A cycle of interconnected poems, Canadian writer David Halliday’s Murder
(1978) tells the story of a murder, the trial that follows, the conviction of an innocent man, and, ultimately, that man's lynching. It is a commentary on the injustices of the so-called justice system and a scathing indictment of humanity's apathy and ugliness. A later reissue of Murder
won the 2001 Eppie Award for Poetry.
Told in unadorned language using a free-verse
opens with an introduction to the killer. He stalks his victim, seeing them both as characters in a movie, her role as a beautiful leading lady to his as the romantic leading man. His first interaction with her occurs at the murder scene. He rapes and kills her as a crowd watches—not unlike the movie he imagines himself in.
The police arrive. They write a report and launch an investigation before dispatching the body to the morgue. They try to get information out of the witnesses, while the victim—now dead, now safe from further pain—looks on, offering the police her own identification of her murderer. But "no one heard," she finally, sadly, concludes. "No one listens to the dead."
The victim's family and friends gather to comfort one another. They hold a funeral, bury her, and mourn their loss. However, the frenzy surrounding her murder is just beginning.
Halliday devotes the bulk of the book to the circus that is the accused killer's trial. But the man they charge with her murder is not the man who killed her. The public wants answers, the police feel the pressure, and they nail an innocent man for a crime he did not commit.
The judge, the prosecution, and the defense lawyers populate the courtroom, as well as a standing-room-only crowd, a group of overzealous spectators whose presence calls up images of something primal, dangerous, almost animalistic. Their bloodlust is palpable, as if they are cheering the gladiatorial battles of Ancient Rome, egging on a blood sport that will only end when someone—any
one—pays. An old woman in the courtroom dismisses the murder as merely a symptom of a larger "social disease." A flasher conceals himself in a flag. A young woman in a sleek black jacket is a groupie of sorts, a fan of the macabre and the dark side of human nature. They each bring their own stories—and sins—to the courtroom, though they are not on trial, and they will live to see another day. Unlike the victim and, in the end, the man wrongly accused of her death.
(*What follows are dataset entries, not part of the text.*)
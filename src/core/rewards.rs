//! Randomized reward resolution for chests, mystery boxes, and money bags.
//!
//! Chest tables are cumulative in list order with an inclusive boundary on the
//! lower entry; anything unresolvable (floating-point edge, dangling id,
//! empty pool) falls back to a currency grant so opening a container never
//! fails.

use crate::catalog::effects::ChestReward;
use crate::catalog::{Catalog, ItemDef, Rarity};
use crate::core::state::{Inventory, grant_item};
use chrono::{DateTime, Utc};
use rand::Rng;
use tracing::warn;

/// What opening a container produced.
#[derive(Debug, Clone, PartialEq, Eq)]
pub enum Reward {
    /// A catalog item.
    Item {
        /// Catalog id granted.
        id: String,
        /// Display name for the reply.
        name: String,
    },
    /// A currency grant.
    Money {
        /// Amount credited.
        amount: i64,
    },
}

/// Currency band used when a reward table cannot resolve to an item.
#[derive(Debug, Clone, Copy, PartialEq, Eq)]
pub struct FallbackBand {
    /// Minimum fallback amount (inclusive).
    pub min: i64,
    /// Maximum fallback amount (inclusive).
    pub max: i64,
}

impl Default for FallbackBand {
    fn default() -> Self {
        Self {
            min: 500,
            max: 2_000,
        }
    }
}

/// Resolves a chest's weighted reward table.
///
/// The table is walked in list order accumulating chances; the first entry
/// whose cumulative chance reaches the roll wins (a roll of exactly 0.5
/// against `[{a, 0.5}, {b, 0.5}]` selects `a`).
pub fn resolve_chest<R: Rng>(
    rewards: &[ChestReward],
    catalog: &Catalog,
    fallback: FallbackBand,
    rng: &mut R,
) -> Reward {
    let roll: f64 = rng.r#gen();
    let mut cumulative = 0.0;
    for entry in rewards {
        cumulative += entry.chance;
        if cumulative >= roll {
            match catalog.get(&entry.id) {
                Some(def) => {
                    return Reward::Item {
                        id: def.id.clone(),
                        name: def.name.clone(),
                    };
                }
                None => {
                    // Validated at catalog load; only reachable for tables built at runtime.
                    warn!("chest reward '{}' not in catalog; falling back to money", entry.id);
                    break;
                }
            }
        }
    }
    money_fallback(fallback, rng)
}

/// Resolves a mystery box: a uniform pick from the price-band pool, optionally
/// re-weighted by rarity tier, excluding non-stackables the player already owns.
pub fn resolve_mystery_box<R: Rng>(
    min: i64,
    max: i64,
    rarity_bonus: bool,
    catalog: &Catalog,
    inventory: &Inventory,
    rng: &mut R,
) -> Reward {
    let pool: Vec<&ItemDef> = catalog
        .in_price_band(min, max)
        .into_iter()
        .filter(|def| def.stackable || !inventory.contains_key(&def.id))
        .collect();

    if pool.is_empty() {
        return money_fallback(FallbackBand { min, max }, rng);
    }

    let pick = if rarity_bonus {
        let tier = roll_rarity_tier(rng);
        let tiered: Vec<&&ItemDef> = pool.iter().filter(|def| def.rarity == tier).collect();
        if tiered.is_empty() {
            pool[rng.gen_range(0..pool.len())]
        } else {
            tiered[rng.gen_range(0..tiered.len())]
        }
    } else {
        pool[rng.gen_range(0..pool.len())]
    };

    Reward::Item {
        id: pick.id.clone(),
        name: pick.name.clone(),
    }
}

/// Uniform-random money bag amount.
pub fn resolve_money_bag<R: Rng>(min: i64, max: i64, rng: &mut R) -> i64 {
    if min >= max {
        return min;
    }
    rng.gen_range(min..=max)
}

/// Applies a resolved reward to the player: items into the inventory, money
/// onto the balance.
pub fn grant_reward(
    inventory: &mut Inventory,
    balance: &mut i64,
    reward: &Reward,
    now: DateTime<Utc>,
) {
    match reward {
        Reward::Item { id, .. } => grant_item(inventory, id, 1, now),
        Reward::Money { amount } => *balance += amount,
    }
}

/// Tier weights for the rarity-bonus re-roll: legendary 5%, epic 10%,
/// rare 20%, uncommon 30%, else common.
fn roll_rarity_tier<R: Rng>(rng: &mut R) -> Rarity {
    let roll: f64 = rng.r#gen();
    if roll < 0.05 {
        Rarity::Legendary
    } else if roll < 0.15 {
        Rarity::Epic
    } else if roll < 0.35 {
        Rarity::Rare
    } else if roll < 0.65 {
        Rarity::Uncommon
    } else {
        Rarity::Common
    }
}

fn money_fallback<R: Rng>(band: FallbackBand, rng: &mut R) -> Reward {
    Reward::Money {
        amount: resolve_money_bag(band.min, band.max, rng),
    }
}

#[cfg(test)]
mod tests {
    #![allow(clippy::unwrap_used)]
    use super::*;
    use rand::SeedableRng;
    use rand::rngs::StdRng;

    /// Rng that replays a fixed f64 sequence for boundary tests.
    struct ScriptedRolls {
        rolls: Vec<f64>,
        next: usize,
    }

    impl ScriptedRolls {
        fn new(rolls: Vec<f64>) -> Self {
            Self { rolls, next: 0 }
        }
    }

    impl rand::RngCore for ScriptedRolls {
        fn next_u32(&mut self) -> u32 {
            self.next_u64() as u32
        }

        // gen::<f64>() consumes the top 53 bits of one u64
        #[allow(clippy::cast_possible_truncation, clippy::cast_sign_loss)]
        fn next_u64(&mut self) -> u64 {
            let roll = self.rolls[self.next.min(self.rolls.len() - 1)];
            self.next += 1;
            ((roll * f64::from(1u32 << 26) * f64::from(1u32 << 27)) as u64) << 11
        }

        fn fill_bytes(&mut self, dest: &mut [u8]) {
            for chunk in dest.chunks_mut(8) {
                let bytes = self.next_u64().to_le_bytes();
                chunk.copy_from_slice(&bytes[..chunk.len()]);
            }
        }

        fn try_fill_bytes(&mut self, dest: &mut [u8]) -> Result<(), rand::Error> {
            self.fill_bytes(dest);
            Ok(())
        }
    }

    fn two_entry_table() -> Vec<ChestReward> {
        vec![
            ChestReward {
                id: "coffee".to_string(),
                chance: 0.5,
            },
            ChestReward {
                id: "energy_drink".to_string(),
                chance: 0.5,
            },
        ]
    }

    #[test]
    fn test_boundary_roll_selects_lower_entry() {
        let catalog = Catalog::builtin().unwrap();
        let mut rng = ScriptedRolls::new(vec![0.5]);
        let reward = resolve_chest(&two_entry_table(), &catalog, FallbackBand::default(), &mut rng);
        assert_eq!(
            reward,
            Reward::Item {
                id: "coffee".to_string(),
                name: "Strong Coffee".to_string(),
            }
        );
    }

    #[test]
    fn test_high_roll_selects_upper_entry() {
        let catalog = Catalog::builtin().unwrap();
        let mut rng = ScriptedRolls::new(vec![0.999_999]);
        let reward = resolve_chest(&two_entry_table(), &catalog, FallbackBand::default(), &mut rng);
        assert_eq!(
            reward,
            Reward::Item {
                id: "energy_drink".to_string(),
                name: "Energy Drink".to_string(),
            }
        );
    }

    #[test]
    fn test_underweight_table_falls_back_to_money() {
        let catalog = Catalog::builtin().unwrap();
        // Table only covers 30% of the roll space
        let table = vec![ChestReward {
            id: "coffee".to_string(),
            chance: 0.3,
        }];
        let mut rng = ScriptedRolls::new(vec![0.9, 0.5]);
        let band = FallbackBand { min: 100, max: 200 };
        match resolve_chest(&table, &catalog, band, &mut rng) {
            Reward::Money { amount } => assert!((100..=200).contains(&amount)),
            other => panic!("expected money fallback, got {other:?}"),
        }
    }

    #[test]
    fn test_dangling_reward_id_falls_back_to_money() {
        let catalog = Catalog::builtin().unwrap();
        let table = vec![ChestReward {
            id: "no_such_item".to_string(),
            chance: 1.0,
        }];
        let mut rng = StdRng::seed_from_u64(7);
        assert!(matches!(
            resolve_chest(&table, &catalog, FallbackBand::default(), &mut rng),
            Reward::Money { .. }
        ));
    }

    #[test]
    fn test_mystery_box_stays_in_price_band() {
        let catalog = Catalog::builtin().unwrap();
        let inventory = Inventory::new();
        let mut rng = StdRng::seed_from_u64(11);
        for _ in 0..100 {
            match resolve_mystery_box(200, 5_000, false, &catalog, &inventory, &mut rng) {
                Reward::Item { id, .. } => {
                    let def = catalog.get(&id).unwrap();
                    assert!((200..=5_000).contains(&def.price), "{id}");
                    assert!(def.category != crate::catalog::Category::Mystery);
                }
                Reward::Money { .. } => panic!("pool is non-empty; no fallback expected"),
            }
        }
    }

    #[test]
    fn test_mystery_box_excludes_owned_non_stackables() {
        let catalog = Catalog::builtin().unwrap();
        let mut inventory = Inventory::new();
        let now = chrono::Utc::now();
        // Own every non-stackable in the band
        for def in catalog.in_price_band(200, 5_000) {
            if !def.stackable {
                grant_item(&mut inventory, &def.id, 1, now);
            }
        }
        let mut rng = StdRng::seed_from_u64(13);
        for _ in 0..100 {
            if let Reward::Item { id, .. } =
                resolve_mystery_box(200, 5_000, false, &catalog, &inventory, &mut rng)
            {
                assert!(catalog.get(&id).unwrap().stackable, "{id}");
            }
        }
    }

    #[test]
    fn test_empty_pool_grants_money_in_band() {
        let catalog = Catalog::builtin().unwrap();
        let inventory = Inventory::new();
        let mut rng = StdRng::seed_from_u64(17);
        // Nothing is priced 1..=10
        match resolve_mystery_box(1, 10, false, &catalog, &inventory, &mut rng) {
            Reward::Money { amount } => assert!((1..=10).contains(&amount)),
            other => panic!("expected money, got {other:?}"),
        }
    }

    #[test]
    fn test_rarity_bonus_tier_boundaries() {
        let mut rng = ScriptedRolls::new(vec![0.01]);
        assert_eq!(roll_rarity_tier(&mut rng), Rarity::Legendary);
        let mut rng = ScriptedRolls::new(vec![0.10]);
        assert_eq!(roll_rarity_tier(&mut rng), Rarity::Epic);
        let mut rng = ScriptedRolls::new(vec![0.30]);
        assert_eq!(roll_rarity_tier(&mut rng), Rarity::Rare);
        let mut rng = ScriptedRolls::new(vec![0.50]);
        assert_eq!(roll_rarity_tier(&mut rng), Rarity::Uncommon);
        let mut rng = ScriptedRolls::new(vec![0.90]);
        assert_eq!(roll_rarity_tier(&mut rng), Rarity::Common);
    }

    #[test]
    fn test_money_bag_bounds() {
        let mut rng = StdRng::seed_from_u64(19);
        for _ in 0..100 {
            let amount = resolve_money_bag(500, 2_500, &mut rng);
            assert!((500..=2_500).contains(&amount));
        }
        assert_eq!(resolve_money_bag(100, 100, &mut rng), 100);
    }

    #[test]
    fn test_grant_reward_applies() {
        let mut inventory = Inventory::new();
        let mut balance = 0_i64;
        let now = chrono::Utc::now();
        grant_reward(
            &mut inventory,
            &mut balance,
            &Reward::Item {
                id: "coffee".to_string(),
                name: "Strong Coffee".to_string(),
            },
            now,
        );
        grant_reward(&mut inventory, &mut balance, &Reward::Money { amount: 750 }, now);
        assert_eq!(inventory.get("coffee").unwrap().quantity, 1);
        assert_eq!(balance, 750);
    }
}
Witnesses take the stand. Each has his or her own poem, offering a mosaic of perspectives on the young woman's murder. As the case unfolds, the courtroom seems to be rotting all around those in attendance, symbolizing the slow decay of justice and the fragile artifice of this sham of a trial. Plaster literally crumbles off the ceiling. Paint peels off the walls. Cockroaches scuttle across the floors. Bats swoop up and down the cavernous halls.
Meanwhile, the press has its proverbial field day. They are there from the moments following the police's arrival at the murder scene to the final, bloodcurdling moments when the crowd renders its own version of justice.
Finally, a verdict. However, it makes little difference, as the assembled spectators demand nothing less than flesh. The judge, unable to quell the ravenous appetite of the crowd and only wishing an end to the case, turns the defendant over to the will of the people. Appropriately, a cat cackles his own accompaniment to this whole fiasco, a laugh "like a Gatling gun."
The crowd crucifies the condemned man. They unleash their barely concealed rage upon him, bringing his life to a swift, painful, and effective end. And with their mission and fanfare complete, they go home, returning to their lives. The TV crews pack up and leave. Public interest in the murder, the trial, and the lynching wane into oblivion.
Yet, despite the brutality and bloodshed, there is this: "Two kids were flying a kite, tugging at the moon with the wind." So, in the end, all hope is not lost. Maybe there is some goodness that will return, that will carry the world into the future. If two kids can retain their innocence when fairness and civility collapse all around them, perhaps there is something to look forward to, something positive. For many of the characters in this story, it is too late for redemption; the young woman, the wrongly convicted man, the real killer—they are beyond deliverance. But maybe there is a second chance for humanity here, the promise of a better, more just future. Maybe there will be renewal and dawn will follow the darkest night. Maybe.